Basic authentication¶
Basic authentication is supplied through the request header.
A Basic Access Token can be created in your DIY Surveys account. The AppId is used in the authentication header:
Authorization: Basic AppId
[!NOTE] Basic Authentication is intended to make testing easy with tools such as Postman. HMAC Authentication is recommended for production applications.
HMAC authentication¶
HMAC authentication calculates a message authentication code using a hash function and a shared secret between the client and server.
An HMAC access token includes:
| Attribute | Description |
|---|---|
AppId |
Application ID used in the encryption/decryption process. |
Secret |
Secret used by the client. |
Encryption process¶
Step 1¶
The client builds a string by combining the request data. The string contains six parameters concatenated with no delimiter:
- AppId.
- HTTP method.
- Request URI.
- Request timestamp.
- Nonce.
- Base64 representation of the request payload/body.
The request timestamp uses UNIX time: the number of seconds since 1 January 1970. The nonce is an arbitrary value used only once.
Step 2¶
Hash the string using SHA-1 and the API key. The result is the request signature.
Step 3¶
Send the signature in the Authorization header using the X-DIY-Signature scheme.
Authorization: X-DIY-Signature APPId:Signature:Nonce:Timestamp
Step 4¶
Send the request normally with the generated authorization data.
Decryption process¶
Step 1¶
The server receives the request and extracts the AppId, signature, nonce, and request timestamp from the authorization header.
Step 2¶
The server looks up the AppId in a secure repository to retrieve the API key for that client.
Step 3¶
The server validates that the request is not a replay request. This uses the timestamp and nonce included in HMAC signature generation.
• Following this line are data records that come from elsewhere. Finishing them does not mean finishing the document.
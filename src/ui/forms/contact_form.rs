//! Contact form rendering

use super::field_renderer::{draw_field, field_height};
use crate::app::App;
use crate::state::forms::SUBMIT_ROW;
use crate::state::Form;
use crate::ui::components::{render_submit_button, BUTTON_HEIGHT};
use ratatui::{
    layout::Rect,
    style::{Color, Modifier, Style},
    text::{Line, Span},
    widgets::{Block, Borders, Paragraph},
    Frame,
};

/// Rows taken by the success acknowledgment banner
const SUCCESS_HEIGHT: u16 = 3;

/// Draw the contact form, scrolled so the active row stays visible
pub fn draw(frame: &mut Frame, area: Rect, app: &mut App) {
    let block = Block::default()
        .title(" Contact Us ")
        .borders(Borders::ALL)
        .border_style(Style::default().fg(Color::Cyan));
    let inner = block.inner(area);
    frame.render_widget(block, area);

    let contact = &mut app.state.contact;
    if contact.take_scroll_request() {
        app.state.form_scroll = 0;
    }

    let mut y = inner.y;
    let bottom = inner.y + inner.height;

    if contact.success_visible && app.state.form_scroll == 0 {
        let banner_height = SUCCESS_HEIGHT.min(bottom.saturating_sub(y));
        draw_success_banner(frame, Rect { height: banner_height, ..inner });
        y += banner_height;
    }

    let heights: Vec<u16> = contact
        .form
        .fields()
        .iter()
        .map(|f| field_height(f))
        .chain(std::iter::once(BUTTON_HEIGHT))
        .collect();

    let active = contact.form.active_field();
    let first = first_visible_row(
        &heights,
        app.state.form_scroll,
        active,
        bottom.saturating_sub(y),
    );
    app.state.form_scroll = first;

    let contact = &app.state.contact;
    for (index, height) in heights.iter().enumerate().skip(first) {
        if y + height > bottom {
            break;
        }
        let row = Rect {
            x: inner.x,
            y,
            width: inner.width,
            height: *height,
        };
        if index == SUBMIT_ROW {
            let button = Rect {
                width: inner.width.min(24),
                ..row
            };
            render_submit_button(frame, button, active == SUBMIT_ROW, contact.is_submitting());
        } else if let Some(field) = contact.form.get_field(index) {
            draw_field(frame, row, field, index == active);
        }
        y += height;
    }
}

fn draw_success_banner(frame: &mut Frame, area: Rect) {
    let banner = Paragraph::new(Line::from(vec![
        Span::styled(
            "✓ Thank you! ",
            Style::default()
                .fg(Color::Green)
                .add_modifier(Modifier::BOLD),
        ),
        Span::raw("Your message has been sent. We'll get back to you soon."),
    ]))
    .block(
        Block::default()
            .borders(Borders::ALL)
            .border_style(Style::default().fg(Color::Green)),
    );
    frame.render_widget(banner, area);
}

/// Pick the first row to draw so that `active` fits in `available` rows.
///
/// Keeps the previous offset when the active row is already visible.
pub fn first_visible_row(heights: &[u16], first: usize, active: usize, available: u16) -> usize {
    let mut first = first.min(active);
    let span = |from: usize| -> u16 { heights[from..=active].iter().sum() };
    while first < active && span(first) > available {
        first += 1;
    }
    first
}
The server checks whether the nonce has been used before within acceptable bounds, such as five minutes.
[!NOTE] If the client is receiving a callback request, the timestamp and nonce checks do not apply.
Step 4¶
The server rebuilds a string using the same data and ordering used by the client.
Step 5¶
The server hashes the rebuilt string using SHA-1 and the same API key. If the generated signature matches the supplied signature, the call is authentic. Otherwise, the server returns HTTP 401 Unauthorized.